Se acordarán de la que lió el diputado Toni Cantó en el Congreso cuando, durante un debate sobre la prohibición de las corridas de toros, se atrevió a mencionar algo tan obvio como que los animales no tienen derechos. De aquí a que lo llamaran asesino fue cosa de segundos: en las redes sociales se desató una brutal y multitudinaria cacería contra el actor y político que jamás tuvo lugar (ni se habría tolerado) contra, por poner un ejemplo, el corrupto Jaume Matas. Recordarán también el malhadado perro Excalibur, víctima de una medida elemental de profilaxis mientras su dueña cursaba ébola en una clínica madrileña. Todos los que no habían vertido una lágrima por la muerte de dos heroicos misioneros contagiados en Sierra Leona gritaron al unísono y se manifestaron en la calle contra las malvadas autoridades que osaban “asesinar” aquel desafortunado animal convertido en símbolo. Todavía cuando se cumple un año de su sacrificio, algunos lo conmemoran de forma similar a aquella en que cada año que pasa menos españoles conmemoran a las víctimas del terrorismo separatista.
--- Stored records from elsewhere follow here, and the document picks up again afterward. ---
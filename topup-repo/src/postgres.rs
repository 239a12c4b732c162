//! PostgreSQL repository adapter.

use async_trait::async_trait;
use chrono::Utc;
use rust_decimal::Decimal;
use sqlx::PgPool;

use topup_types::{
    Page, PageRequest, PhoneNumber, RepoError, TransactionDomain, TransactionId,
    TransactionRepository, TransactionStatus, UserId,
};

use crate::types::{DbTransaction, TRANSACTION_COLUMNS};

// ─────────────────────────────────────────────────────────────────────────────
// PostgreSQL Repository
// ─────────────────────────────────────────────────────────────────────────────

/// PostgreSQL repository implementation.
pub struct PostgresRepo {
    pool: PgPool,
}

/// Executes SQL statements from a migration file, splitting by semicolons.
async fn execute_migration(pool: &PgPool, sql: &str, name: &str) -> Result<(), anyhow::Error> {
    for statement in sql.split(';') {
        let stmt = statement.trim();
        if !stmt.is_empty() {
            sqlx::query(stmt)
                .execute(pool)
                .await
                .map_err(|e| anyhow::anyhow!("Migration {} failed: {}", name, e))?;
        }
    }
    Ok(())
}

const CREATE_TRANSACTIONS: &str = include_str!("../migrations/0001_create_transactions_pg.sql");

/// Runs all database migrations.
async fn run_migrations(pool: &PgPool) -> Result<(), anyhow::Error> {
    execute_migration(pool, CREATE_TRANSACTIONS, "0001").await
}

impl PostgresRepo {
    /// Creates a new PostgreSQL repository with automatic migration.
    pub async fn new(database_url: &str) -> anyhow::Result<Self> {
        let pool = PgPool::connect(database_url).await?;
        run_migrations(&pool).await?;
        Ok(Self { pool })
    }

    /// Returns a reference to the connection pool.
    pub fn pool(&self) -> &PgPool {
        &self.pool
    }

    /// Creates the database schema (for testing with existing pool).
    pub async fn create_schema(&self) -> Result<(), RepoError> {
        run_migrations(&self.pool)
            .await
            .map_err(|e| RepoError::Database(e.to_string()))
    }

    async fn insert(&self, mut tx: TransactionDomain) -> Result<TransactionDomain, RepoError> {
        let row: (i64,) = sqlx::query_as(
            r#"INSERT INTO transactions (user_id, phone_number, amount, supplier_id, supplier_name, status,
                   external_transaction_id, response_message, response_data, created_at, updated_at, active)
               VALUES ($1, $2, $3, $4, $5, $6, $7, $8, $9, $10, $11, $12)
               RETURNING id"#,
        )
        .bind(tx.user_id().value())
        .bind(tx.phone_number().as_str())
        .bind(tx.amount().value())
        .bind(tx.supplier_id().value())
        .bind(tx.supplier_name())
        .bind(tx.status().code())
        .bind(tx.external_transaction_id())
        .bind(tx.response_message())
        .bind(tx.response_data())
        .bind(tx.created_at())
        .bind(tx.updated_at())
        .bind(tx.is_active())
        .fetch_one(&self.pool)
        .await
        .map_err(|e| RepoError::Database(e.to_string()))?;

        tx.assign_id(TransactionId::new(row.0));
        tracing::debug!(transaction_id = row.0, "inserted transaction");
        Ok(tx)
    }

    async fn update(
        &self,
        id: TransactionId,
        tx: TransactionDomain,
    ) -> Result<TransactionDomain, RepoError> {
        let result = sqlx::query(
            r#"UPDATE transactions
               SET user_id = $1, phone_number = $2, amount = $3, supplier_id = $4, supplier_name = $5,
                   status = $6, external_transaction_id = $7, response_message = $8, response_data = $9,
                   updated_at = $10, active = $11
               WHERE id = $12"#,
        )
        .bind(tx.user_id().value())
        .bind(tx.phone_number().as_str())
        .bind(tx.amount().value())
        .bind(tx.supplier_id().value())
        .bind(tx.supplier_name())
        .bind(tx.status().code())
        .bind(tx.external_transaction_id())
        .bind(tx.response_message())
        .bind(tx.response_data())
        .bind(tx.updated_at())
        .bind(tx.is_active())
        .bind(id.value())
        .execute(&self.pool)
        .await
        .map_err(|e| RepoError::Database(e.to_string()))?;

        if result.rows_affected() == 0 {
            return Err(RepoError::NotFound);
        }

        Ok(tx)
    }
}

// ─────────────────────────────────────────────────────────────────────────────
// Repository implementation
// ─────────────────────────────────────────────────────────────────────────────

#[async_trait]
impl TransactionRepository for PostgresRepo {
    async fn save(&self, tx: TransactionDomain) -> Result<TransactionDomain, RepoError> {
        match tx.id() {
            None => self.insert(tx).await,
            Some(id) => self.update(id, tx).await,
        }
    }

    async fn update_status(
        &self,
        id: TransactionId,
        status: TransactionStatus,
    ) -> Result<Option<TransactionDomain>, RepoError> {
        let sql = format!(
            "UPDATE transactions SET status = $1, updated_at = $2 WHERE id = $3 RETURNING {}",
            TRANSACTION_COLUMNS
        );
        let row: Option<DbTransaction> = sqlx::query_as(&sql)
            .bind(status.code())
            .bind(Utc::now())
            .bind(id.value())
            .fetch_optional(&self.pool)
            .await
            .map_err(|e| RepoError::Database(e.to_string()))?;

        row.map(DbTransaction::into_domain).transpose()
    }

    async fn find_by_id(&self, id: TransactionId) -> Result<Option<TransactionDomain>, RepoError> {
        let sql = format!("SELECT {} FROM transactions WHERE id = $1", TRANSACTION_COLUMNS);
        let row: Option<DbTransaction> = sqlx::query_as(&sql)
            .bind(id.value())
            .fetch_optional(&self.pool)
            .await
            .map_err(|e| RepoError::Database(e.to_string()))?;

        row.map(DbTransaction::into_domain).transpose()
    }

    async fn find_by_external_transaction_id(
        &self,
        external_id: &str,
    ) -> Result<Option<TransactionDomain>, RepoError> {
        let sql = format!(
            "SELECT {} FROM transactions WHERE external_transaction_id = $1 ORDER BY id DESC LIMIT 1",
            TRANSACTION_COLUMNS
        );
        let row: Option<DbTransaction> = sqlx::query_as(&sql)
            .bind(external_id)
            .fetch_optional(&self.pool)
            .await
            .map_err(|e| RepoError::Database(e.to_string()))?;

        row.map(DbTransaction::into_domain).transpose()
    }

    async fn find_by_user_id_and_active(
        &self,
        user_id: UserId,
        page: PageRequest,
    ) -> Result<Page<TransactionDomain>, RepoError> {
        let total: (i64,) = sqlx::query_as(
            r#"SELECT COUNT(*) FROM transactions WHERE user_id = $1 AND active = TRUE"#,
        )
        .bind(user_id.value())
        .fetch_one(&self.pool)
        .await
        .map_err(|e| RepoError::Database(e.to_string()))?;

        let sql = format!(
            "SELECT {} FROM transactions WHERE user_id = $1 AND active = TRUE \
             ORDER BY created_at DESC, id DESC LIMIT $2 OFFSET $3",
            TRANSACTION_COLUMNS
        );
        let rows: Vec<DbTransaction> = sqlx::query_as(&sql)
            .bind(user_id.value())
            .bind(i64::from(page.size()))
            .bind(page.offset() as i64)
            .fetch_all(&self.pool)
            .await
            .map_err(|e| RepoError::Database(e.to_string()))?;

        let content = rows
            .into_iter()
            .map(DbTransaction::into_domain)
            .collect::<Result<Vec<_>, _>>()?;

        Ok(Page::new(content, page, total.0 as u64))
    }

    async fn find_by_phone_number_and_active(
        &self,
        phone: &PhoneNumber,
    ) -> Result<Vec<TransactionDomain>, RepoError> {
        let sql = format!(
            "SELECT {} FROM transactions WHERE phone_number = $1 AND active = TRUE \
             ORDER BY created_at DESC, id DESC",
            TRANSACTION_COLUMNS
        );
        let rows: Vec<DbTransaction> = sqlx::query_as(&sql)
            .bind(phone.as_str())
            .fetch_all(&self.pool)
            .await
            .map_err(|e| RepoError::Database(e.to_string()))?;

        rows.into_iter().map(DbTransaction::into_domain).collect()
    }

    async fn count_by_status(&self, status: TransactionStatus) -> Result<i64, RepoError> {
        let row: (i64,) = sqlx::query_as(
            r#"SELECT COUNT(*) FROM transactions WHERE status = $1 AND active = TRUE"#,
        )
        .bind(status.code())
        .fetch_one(&self.pool)
        .await
        .map_err(|e| RepoError::Database(e.to_string()))?;

        Ok(row.0)
    }

    async fn total_completed_amount_by_user(
        &self,
        user_id: UserId,
    ) -> Result<Decimal, RepoError> {
        let row: (Decimal,) = sqlx::query_as(
            r#"SELECT COALESCE(SUM(amount), 0) FROM transactions
               WHERE user_id = $1 AND status = 'COMPLETED' AND active = TRUE"#,
        )
        .bind(user_id.value())
        .fetch_one(&self.pool)
        .await
        .map_err(|e| RepoError::Database(e.to_string()))?;

        Ok(row.0)
    }
}

#[cfg(test)]
mod tests {
    use super::CREATE_TRANSACTIONS;

    fn column_definition(name: &str) -> String {
        CREATE_TRANSACTIONS
            .lines()
            .map(str::trim)
            .find(|line| line.starts_with(&format!("{} ", name)))
            .unwrap_or_else(|| panic!("column {} missing", name))
            .to_string()
    }

    #[test]
    fn test_provider_text_columns_are_unbounded() {
        for column in [
            "external_transaction_id",
            "response_message",
            "response_data",
            "supplier_name",
        ] {
            let definition = column_definition(column);
            assert!(
                definition.contains(" TEXT") && !definition.contains("VARCHAR"),
                "{} must be TEXT, got: {}",
                column,
                definition
            );
        }
    }
}
//! Caller identity extraction.
//!
//! Token validation happens upstream; requests reach this service with the
//! authenticated user id in the `X-User-Id` header.

use axum::{extract::FromRequestParts, http::request::Parts};

use topup_types::{AppError, UserId};

use super::handlers::ApiError;

pub const USER_ID_HEADER: &str = "x-user-id";

/// Id of the authenticated user making the request.
#[derive(Debug, Clone, Copy)]
pub struct CallerId(pub i64);

fn parse_user_id(header: Option<&str>) -> Option<i64> {
    let id: i64 = header?.trim().parse().ok()?;
    UserId::new(id).ok().map(|u| u.value())
}

impl<S: Send + Sync> FromRequestParts<S> for CallerId {
    type Rejection = ApiError;

    async fn from_request_parts(parts: &mut Parts, _state: &S) -> Result<Self, Self::Rejection> {
        let header = parts
            .headers
            .get(USER_ID_HEADER)
            .and_then(|v| v.to_str().ok());

        parse_user_id(header).map(CallerId).ok_or_else(|| {
            ApiError(AppError::Unauthorized(
                "Usuario no autenticado".to_string(),
            ))
        })
    }
}

#[cfg(test)]
mod tests {
    use super::*;

    #[test]
    fn test_parse_user_id() {
        assert_eq!(parse_user_id(Some("42")), Some(42));
        assert_eq!(parse_user_id(Some(" 7 ")), Some(7));
    }

    #[test]
    fn test_parse_user_id_rejects_invalid() {
        assert_eq!(parse_user_id(None), None);
        assert_eq!(parse_user_id(Some("abc")), None);
        assert_eq!(parse_user_id(Some("0")), None);
        assert_eq!(parse_user_id(Some("-3")), None);
    }
}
Y, en este sentido, es cada vez más frecuente en contextos animalistas y no animalistas sustituir la expresión “sacrificio” por “ejecución”. Frecuente y tanto más indignante por cuanto trivializa hasta extremos ofensivos las verdaderas ejecuciones: las de nuestros congéneres a lo largo y ancho de este mundo.

Cuando digo que es obvio que un animal no tiene derechos lo digo porque ser titular de derechos exige reunir las condiciones necesarias para disfrutar los propios y respetar los ajenos. No parece coherente que la ley establezca límites para el ejercicio de los derechos de menores y discapacitados porque entiende que existe un déficit de autoconciencia o responsabilidad y, sin embargo, vaya a reconocer derechos a seres que biológicamente se hallan muy por debajo de ese listón. Desde el momento en que reconozcamos ciertos derechos subjetivos a los animales porque a Martha Nussbaum se le ocurrió un día esa memez de que son “personas en sentido amplio”, nada impedirá que puedan poseer propiedades y, por tanto, legarlas y heredarlas; disponer de sus relaciones sexuales y, por supuesto, de su integridad física; afiliarse a sindicatos; elegir sus tratamientos médicos; recibir asilo en otro país en caso de persecución política; contraer matrimonio con miembros de su especie o de otras; y votar en las elecciones municipales. Como en La vida de Brian: aceptemos que un hombre no puede tener bebés porque no tiene útero, pero luchemos por su derecho a tener bebés... La pregunta clave, que pocos parecen dispuestos a hacerse, es por qué no; pero su respuesta no es asunto de vísceras, sino de filosofía, y nuestra triste España no está para zarandajas.

La zoofilia, no como sinónimo de bestialismo, sino de amor por los animales, puede derivar fácilmente en el wishful thinking tan caro al lábil izquierdismo patrio, porque no hay nada más susceptible de generar simpatía, aportar placer y alumbrar derechos sentimentales que un vídeo de gatitos. No se debe a otra cosa que nos dé apuro asumir que poseemos un perro o que adoptamos un gato, y no deja de ser contradictorio que, más allá del humor británico, alguien crea o finja que puede ser adoptado por un animal que solo otros humanos, posiblemente contra la lógica de la selección natural, salvaron de un destino cruel, medicaron y confinaron hasta que se repuso, y que llevará a su casa dentro de una cajita en el vagón de un tren…; o que no es propietario de un ser que, sin concurso de su voluntad, alimentará, vacunará e incluso esterilizará para evitarle enfermedades y hábitos perjudiciales. Mi pobre madre decía que, cuando el Diablo no tiene qué hacer, con el rabo espanta las moscas. Agitadoras.